ENTRIES SUPPLIED:
——————

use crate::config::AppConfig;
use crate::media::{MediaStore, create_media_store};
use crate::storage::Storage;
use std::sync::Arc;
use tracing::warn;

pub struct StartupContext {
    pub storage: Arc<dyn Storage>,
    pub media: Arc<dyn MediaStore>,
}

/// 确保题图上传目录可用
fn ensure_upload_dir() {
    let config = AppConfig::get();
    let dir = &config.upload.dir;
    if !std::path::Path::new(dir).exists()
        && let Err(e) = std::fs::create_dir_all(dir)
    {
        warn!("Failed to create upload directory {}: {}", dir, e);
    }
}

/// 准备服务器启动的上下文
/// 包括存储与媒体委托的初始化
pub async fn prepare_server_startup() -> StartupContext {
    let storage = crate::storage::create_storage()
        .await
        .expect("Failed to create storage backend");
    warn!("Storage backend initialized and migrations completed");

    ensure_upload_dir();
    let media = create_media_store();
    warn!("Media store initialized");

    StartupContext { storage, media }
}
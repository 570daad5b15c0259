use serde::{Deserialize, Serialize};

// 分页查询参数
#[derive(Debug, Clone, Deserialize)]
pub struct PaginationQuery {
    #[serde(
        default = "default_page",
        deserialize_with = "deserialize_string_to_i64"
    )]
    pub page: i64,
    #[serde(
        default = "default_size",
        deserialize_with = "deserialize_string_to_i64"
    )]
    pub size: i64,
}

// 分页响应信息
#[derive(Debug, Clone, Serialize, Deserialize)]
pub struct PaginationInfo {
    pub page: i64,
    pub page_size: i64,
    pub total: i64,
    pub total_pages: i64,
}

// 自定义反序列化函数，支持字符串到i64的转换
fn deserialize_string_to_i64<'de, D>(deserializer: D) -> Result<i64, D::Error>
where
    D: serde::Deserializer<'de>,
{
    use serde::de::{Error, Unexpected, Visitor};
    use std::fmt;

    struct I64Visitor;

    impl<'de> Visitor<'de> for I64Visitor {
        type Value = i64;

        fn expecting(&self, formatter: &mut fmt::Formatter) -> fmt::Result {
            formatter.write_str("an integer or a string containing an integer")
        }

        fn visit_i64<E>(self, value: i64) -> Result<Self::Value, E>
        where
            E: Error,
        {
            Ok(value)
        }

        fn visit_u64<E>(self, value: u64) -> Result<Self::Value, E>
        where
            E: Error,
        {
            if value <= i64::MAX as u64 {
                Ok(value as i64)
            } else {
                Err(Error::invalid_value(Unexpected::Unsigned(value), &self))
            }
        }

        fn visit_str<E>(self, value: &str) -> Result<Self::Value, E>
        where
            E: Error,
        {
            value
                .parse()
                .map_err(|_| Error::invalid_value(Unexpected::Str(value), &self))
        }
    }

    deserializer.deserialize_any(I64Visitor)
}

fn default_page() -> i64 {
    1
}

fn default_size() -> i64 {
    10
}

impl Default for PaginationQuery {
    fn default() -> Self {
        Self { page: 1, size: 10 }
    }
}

——————

EXERCISE PROMPT: The task calls for each record to be returned verbatim.

WORKED SOLUTION:
use crate::config::AppConfig;
use crate::media::{MediaStore, create_media_store};
use crate::storage::Storage;
use std::sync::Arc;
use tracing::warn;

pub struct StartupContext {
    pub storage: Arc<dyn Storage>,
    pub media: Arc<dyn MediaStore>,
}

/// 确保题图上传目录可用
fn ensure_upload_dir() {
    let config = AppConfig::get();
    let dir = &config.upload.dir;
    if !std::path::Path::new(dir).exists()
        && let Err(e) = std::fs::create_dir_all(dir)
    {
        warn!("Failed to create upload directory {}: {}", dir, e);
    }
}

/// 准备服务器启动的上下文
/// 包括存储与媒体委托的初始化
pub async fn prepare_server_startup() -> StartupContext {
    let storage = crate::storage::create_storage()
        .await
        .expect("Failed to create storage backend");
    warn!("Storage backend initialized and migrations completed");

    ensure_upload_dir();
    let media = create_media_store();
    warn!("Media store initialized");

    StartupContext { storage, media }
}
repository 570daad5b15c0259
use serde::{Deserialize, Serialize};

// 分页查询参数
#[derive(Debug, Clone, Deserialize)]
pub struct PaginationQuery {
    #[serde(
        default = "default_page",
        deserialize_with = "deserialize_string_to_i64"
    )]
    pub page: i64,
    #[serde(
        default = "default_size",
        deserialize_with = "deserialize_string_to_i64"
    )]
    pub size: i64,
}

// 分页响应信息
#[derive(Debug, Clone, Serialize, Deserialize)]
pub struct PaginationInfo {
    pub page: i64,
    pub page_size: i64,
    pub total: i64,
    pub total_pages: i64,
}

// 自定义反序列化函数，支持字符串到i64的转换
fn deserialize_string_to_i64<'de, D>(deserializer: D) -> Result<i64, D::Error>
where
    D: serde::Deserializer<'de>,
{
    use serde::de::{Error, Unexpected, Visitor};
    use std::fmt;

    struct I64Visitor;

    impl<'de> Visitor<'de> for I64Visitor {
        type Value = i64;

        fn expecting(&self, formatter: &mut fmt::Formatter) -> fmt::Result {
            formatter.write_str("an integer or a string containing an integer")
        }

        fn visit_i64<E>(self, value: i64) -> Result<Self::Value, E>
        where
            E: Error,
        {
            Ok(value)
        }

        fn visit_u64<E>(self, value: u64) -> Result<Self::Value, E>
        where
            E: Error,
        {
            if value <= i64::MAX as u64 {
                Ok(value as i64)
            } else {
                Err(Error::invalid_value(Unexpected::Unsigned(value), &self))
            }
        }

        fn visit_str<E>(self, value: &str) -> Result<Self::Value, E>
        where
            E: Error,
        {
            value
                .parse()
                .map_err(|_| Error::invalid_value(Unexpected::Str(value), &self))
        }
    }

    deserializer.deserialize_any(I64Visitor)
}

fn default_page() -> i64 {
    1
}

fn default_size() -> i64 {
    10
}

impl Default for PaginationQuery {
    fn default() -> Self {
        Self { page: 1, size: 10 }
    }
}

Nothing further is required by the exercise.